%%

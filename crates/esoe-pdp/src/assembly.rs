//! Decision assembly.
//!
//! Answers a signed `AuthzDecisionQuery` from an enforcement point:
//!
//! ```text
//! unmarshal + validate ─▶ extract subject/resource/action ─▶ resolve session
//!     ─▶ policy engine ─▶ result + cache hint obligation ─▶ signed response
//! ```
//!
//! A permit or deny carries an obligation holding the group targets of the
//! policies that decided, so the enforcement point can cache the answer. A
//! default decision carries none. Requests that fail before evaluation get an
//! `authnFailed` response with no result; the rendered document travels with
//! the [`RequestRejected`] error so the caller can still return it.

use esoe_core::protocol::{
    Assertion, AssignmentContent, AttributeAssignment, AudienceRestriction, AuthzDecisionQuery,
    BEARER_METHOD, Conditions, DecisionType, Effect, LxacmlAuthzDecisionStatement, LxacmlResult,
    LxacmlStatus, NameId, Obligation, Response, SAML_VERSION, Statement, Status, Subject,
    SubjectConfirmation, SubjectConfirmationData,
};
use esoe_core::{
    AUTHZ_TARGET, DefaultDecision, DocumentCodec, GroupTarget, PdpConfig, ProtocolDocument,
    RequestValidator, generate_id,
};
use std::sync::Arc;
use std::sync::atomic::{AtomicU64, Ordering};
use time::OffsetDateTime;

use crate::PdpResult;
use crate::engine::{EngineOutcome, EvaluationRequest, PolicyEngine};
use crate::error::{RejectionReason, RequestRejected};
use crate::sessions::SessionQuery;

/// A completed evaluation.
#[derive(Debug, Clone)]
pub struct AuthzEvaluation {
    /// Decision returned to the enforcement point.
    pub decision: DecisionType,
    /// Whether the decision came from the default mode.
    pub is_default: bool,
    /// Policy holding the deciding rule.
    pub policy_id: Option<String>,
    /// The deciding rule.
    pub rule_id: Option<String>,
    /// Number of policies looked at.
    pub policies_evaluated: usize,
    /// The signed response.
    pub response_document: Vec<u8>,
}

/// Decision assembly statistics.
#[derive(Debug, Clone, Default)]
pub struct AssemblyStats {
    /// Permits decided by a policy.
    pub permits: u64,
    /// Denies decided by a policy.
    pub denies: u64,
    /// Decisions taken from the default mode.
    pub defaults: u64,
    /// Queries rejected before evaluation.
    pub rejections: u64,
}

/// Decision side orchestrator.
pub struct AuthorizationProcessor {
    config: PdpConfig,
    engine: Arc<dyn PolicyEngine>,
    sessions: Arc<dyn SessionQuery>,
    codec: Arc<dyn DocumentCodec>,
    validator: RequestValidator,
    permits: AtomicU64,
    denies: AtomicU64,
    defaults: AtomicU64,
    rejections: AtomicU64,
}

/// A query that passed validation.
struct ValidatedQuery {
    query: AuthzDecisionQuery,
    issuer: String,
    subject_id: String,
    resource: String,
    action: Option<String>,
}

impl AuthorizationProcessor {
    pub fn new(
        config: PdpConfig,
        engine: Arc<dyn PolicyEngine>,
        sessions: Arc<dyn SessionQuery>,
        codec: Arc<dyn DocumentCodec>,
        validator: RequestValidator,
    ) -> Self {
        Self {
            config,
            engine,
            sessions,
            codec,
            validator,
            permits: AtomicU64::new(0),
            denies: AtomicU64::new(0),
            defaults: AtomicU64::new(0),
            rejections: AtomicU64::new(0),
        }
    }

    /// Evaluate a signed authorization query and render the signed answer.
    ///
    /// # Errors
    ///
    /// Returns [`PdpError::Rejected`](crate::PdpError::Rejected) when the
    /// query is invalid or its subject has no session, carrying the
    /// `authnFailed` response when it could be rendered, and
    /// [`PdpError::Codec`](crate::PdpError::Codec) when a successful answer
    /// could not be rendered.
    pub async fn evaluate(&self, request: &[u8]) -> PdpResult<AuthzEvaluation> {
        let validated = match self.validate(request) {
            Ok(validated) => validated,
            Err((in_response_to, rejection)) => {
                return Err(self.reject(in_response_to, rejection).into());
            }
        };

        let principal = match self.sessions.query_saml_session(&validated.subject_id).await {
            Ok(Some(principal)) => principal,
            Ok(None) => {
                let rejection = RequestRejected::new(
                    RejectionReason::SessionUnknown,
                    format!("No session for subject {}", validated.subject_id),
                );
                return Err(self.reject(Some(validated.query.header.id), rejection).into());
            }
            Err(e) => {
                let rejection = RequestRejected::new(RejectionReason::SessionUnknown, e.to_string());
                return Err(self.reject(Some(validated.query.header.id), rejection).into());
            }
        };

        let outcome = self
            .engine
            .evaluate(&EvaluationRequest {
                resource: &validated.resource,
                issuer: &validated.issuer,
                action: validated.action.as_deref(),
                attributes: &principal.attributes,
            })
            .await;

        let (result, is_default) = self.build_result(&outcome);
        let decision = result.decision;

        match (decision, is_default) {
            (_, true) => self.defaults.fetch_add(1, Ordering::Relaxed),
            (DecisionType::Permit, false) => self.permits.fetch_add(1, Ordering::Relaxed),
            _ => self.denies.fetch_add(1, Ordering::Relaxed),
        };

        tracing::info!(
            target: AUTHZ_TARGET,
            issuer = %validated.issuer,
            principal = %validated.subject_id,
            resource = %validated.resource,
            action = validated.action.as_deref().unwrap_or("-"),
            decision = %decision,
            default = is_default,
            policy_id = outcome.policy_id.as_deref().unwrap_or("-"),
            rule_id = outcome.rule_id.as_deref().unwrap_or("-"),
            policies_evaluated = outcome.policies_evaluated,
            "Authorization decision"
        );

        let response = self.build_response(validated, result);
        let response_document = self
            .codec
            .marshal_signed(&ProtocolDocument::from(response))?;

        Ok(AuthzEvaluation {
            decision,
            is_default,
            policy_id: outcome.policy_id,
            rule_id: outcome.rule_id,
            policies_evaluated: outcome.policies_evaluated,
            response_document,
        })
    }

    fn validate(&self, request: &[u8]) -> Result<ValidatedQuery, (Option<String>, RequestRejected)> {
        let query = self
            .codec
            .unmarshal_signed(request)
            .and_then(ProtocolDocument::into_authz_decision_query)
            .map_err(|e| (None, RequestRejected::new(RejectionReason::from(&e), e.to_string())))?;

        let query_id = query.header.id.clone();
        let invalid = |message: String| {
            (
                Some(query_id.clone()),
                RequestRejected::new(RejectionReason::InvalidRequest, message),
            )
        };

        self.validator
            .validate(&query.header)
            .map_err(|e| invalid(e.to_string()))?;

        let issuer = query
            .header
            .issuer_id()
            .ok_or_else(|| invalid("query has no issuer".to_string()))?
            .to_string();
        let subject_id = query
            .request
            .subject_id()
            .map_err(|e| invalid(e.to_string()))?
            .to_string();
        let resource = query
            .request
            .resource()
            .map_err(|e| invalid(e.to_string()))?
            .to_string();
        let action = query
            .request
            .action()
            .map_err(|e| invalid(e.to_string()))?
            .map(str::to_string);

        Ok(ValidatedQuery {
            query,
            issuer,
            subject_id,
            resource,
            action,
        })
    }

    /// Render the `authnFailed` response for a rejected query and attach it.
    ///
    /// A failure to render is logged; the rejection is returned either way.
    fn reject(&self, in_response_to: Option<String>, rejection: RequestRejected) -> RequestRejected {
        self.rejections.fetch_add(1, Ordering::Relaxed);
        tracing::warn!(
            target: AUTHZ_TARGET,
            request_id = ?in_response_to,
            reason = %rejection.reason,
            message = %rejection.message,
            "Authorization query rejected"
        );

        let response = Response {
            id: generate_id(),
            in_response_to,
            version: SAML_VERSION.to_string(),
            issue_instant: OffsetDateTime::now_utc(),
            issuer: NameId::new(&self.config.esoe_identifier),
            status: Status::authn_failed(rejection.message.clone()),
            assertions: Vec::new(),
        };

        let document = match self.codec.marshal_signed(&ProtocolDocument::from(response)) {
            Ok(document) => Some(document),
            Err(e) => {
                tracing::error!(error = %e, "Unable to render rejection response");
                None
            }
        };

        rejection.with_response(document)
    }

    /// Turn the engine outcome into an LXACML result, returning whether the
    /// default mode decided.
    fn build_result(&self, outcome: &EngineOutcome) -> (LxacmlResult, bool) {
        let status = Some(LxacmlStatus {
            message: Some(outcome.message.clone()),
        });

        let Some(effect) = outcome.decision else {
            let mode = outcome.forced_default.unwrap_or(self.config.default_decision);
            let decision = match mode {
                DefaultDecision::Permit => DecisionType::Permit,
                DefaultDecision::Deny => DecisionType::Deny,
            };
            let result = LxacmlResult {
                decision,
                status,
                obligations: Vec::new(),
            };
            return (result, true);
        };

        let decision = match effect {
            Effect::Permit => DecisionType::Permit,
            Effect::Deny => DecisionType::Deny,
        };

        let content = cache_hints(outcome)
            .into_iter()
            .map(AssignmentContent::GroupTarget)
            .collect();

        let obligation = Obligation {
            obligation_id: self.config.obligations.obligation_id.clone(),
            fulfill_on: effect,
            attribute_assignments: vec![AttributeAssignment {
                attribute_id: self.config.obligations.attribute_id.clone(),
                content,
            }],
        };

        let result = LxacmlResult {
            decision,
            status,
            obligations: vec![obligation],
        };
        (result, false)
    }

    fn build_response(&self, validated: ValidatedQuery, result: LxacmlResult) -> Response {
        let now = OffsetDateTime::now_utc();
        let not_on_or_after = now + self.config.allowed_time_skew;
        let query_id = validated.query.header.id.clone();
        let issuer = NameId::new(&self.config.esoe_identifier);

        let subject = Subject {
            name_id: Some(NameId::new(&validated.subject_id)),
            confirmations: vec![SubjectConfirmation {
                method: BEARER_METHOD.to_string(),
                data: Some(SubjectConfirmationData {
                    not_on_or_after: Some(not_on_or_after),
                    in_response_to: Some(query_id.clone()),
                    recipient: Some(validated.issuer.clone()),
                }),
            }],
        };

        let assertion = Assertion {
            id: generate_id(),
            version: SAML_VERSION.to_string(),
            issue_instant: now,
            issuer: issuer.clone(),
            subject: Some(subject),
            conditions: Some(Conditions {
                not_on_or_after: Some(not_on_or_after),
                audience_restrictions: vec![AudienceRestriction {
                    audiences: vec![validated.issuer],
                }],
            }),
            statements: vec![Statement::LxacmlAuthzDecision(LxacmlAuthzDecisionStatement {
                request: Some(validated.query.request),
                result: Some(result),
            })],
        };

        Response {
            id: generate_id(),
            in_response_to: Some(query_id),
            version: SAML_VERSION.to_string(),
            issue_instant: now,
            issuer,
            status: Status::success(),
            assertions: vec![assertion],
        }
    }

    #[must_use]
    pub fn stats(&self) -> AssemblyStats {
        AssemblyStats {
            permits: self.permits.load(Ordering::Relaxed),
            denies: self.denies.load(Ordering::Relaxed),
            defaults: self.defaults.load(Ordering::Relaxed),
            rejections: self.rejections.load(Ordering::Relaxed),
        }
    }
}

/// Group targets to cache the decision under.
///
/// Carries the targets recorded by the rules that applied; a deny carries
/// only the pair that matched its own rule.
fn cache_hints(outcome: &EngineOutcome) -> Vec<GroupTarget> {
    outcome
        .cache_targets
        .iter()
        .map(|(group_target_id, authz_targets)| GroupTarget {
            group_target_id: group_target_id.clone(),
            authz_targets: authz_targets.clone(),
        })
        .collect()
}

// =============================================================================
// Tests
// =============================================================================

%%

▸ **Your assignment**:
Begin at the line that has "#[derive(Debug, Clone)]" in the entries above; stop after the line that has "#[derive(Debug, Clone, Default)]". Transcribe exactly those lines and no others.

▸ **Reply**:
#[derive(Debug, Clone)]
pub struct AuthzEvaluation {
    /// Decision returned to the enforcement point.
    pub decision: DecisionType,
    /// Whether the decision came from the default mode.
    pub is_default: bool,
    /// Policy holding the deciding rule.
    pub policy_id: Option<String>,
    /// The deciding rule.
    pub rule_id: Option<String>,
    /// Number of policies looked at.
    pub policies_evaluated: usize,
    /// The signed response.
    pub response_document: Vec<u8>,
}

/// Decision assembly statistics.
#[derive(Debug, Clone, Default)]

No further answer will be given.